Configuring the Jenkins CI job

In this chapter, the sample solution is in the ch10-nerd-dinner folder. It's the modernized NerdDinner application that has evolved over the previous chapters. There's a Dockerfile for every component. This uses a multi-stage build, and a set of Docker Compose files for building and running the application.

The folder structure here is worth looking at to see how distributed applications are usually arranged—the src folder contains all the application and database source code, the docker folder contains all the Dockerfiles, and the compose folder contains all the Compose files.

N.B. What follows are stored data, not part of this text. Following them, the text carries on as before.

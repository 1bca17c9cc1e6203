//! Conversion constants.

/// Scale factor 180/π, rounded to the nearest binary32 value.
///
/// The quotient is formed in `f64` and rounded once. This is not the same value as
/// `180.0_f32 / core::f32::consts::PI`, which rounds π first and the quotient second and lands one
/// ULP low; the single-rounded constant is what keeps conversion results within one relative
/// epsilon of the double-precision reference.
pub const RAD2DEG: f32 = (180.0_f64 / core::f64::consts::PI) as f32;

/// Largest input magnitude whose conversion is still finite.
///
/// Derived from `f32::MAX / RAD2DEG` (≈ 5.939e36) rather than written as a literal, so it stays
/// correct if the constant ever changes. Inputs strictly greater in magnitude overflow to ±∞ under
/// ordinary IEEE-754 multiplication.
///
/// ```rust
/// use rad2degf::{rad2degf, OVERFLOW_THRESHOLD};
///
/// assert!(rad2degf(OVERFLOW_THRESHOLD).is_finite());
/// assert_eq!(rad2degf(6.0e36), f32::INFINITY);
/// ```
pub const OVERFLOW_THRESHOLD: f32 = f32::MAX / RAD2DEG;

I've created a freestyle job in Jenkins to run the build, and configured Git for source code management. It's simple to configure Git—I'm using the same repository URL that I use for the Git repository on my laptop, and I've selected the Gogs credentials so that Jenkins can access them:

Jenkins is running in a Docker container, and Gogs is running in a container on the same Docker network. I'm using the hostname gogs, which is the container name, so that Jenkins can reach the Git server. On my laptop, I've add gogs as an entry in my hosts file, so I can use the same repository URL in development and on the CI server.

Jenkins supports multiple types of build triggers. In this case, I'm going to poll the Git server on a set schedule. I'm using H/5 * * * * as the schedule frequency, which means Jenkins will check the repository every five minutes. If there are any new commits since the last build, Jenkins will run the job.

That's all the job configuration I need, and all the build steps will now run using Docker containers.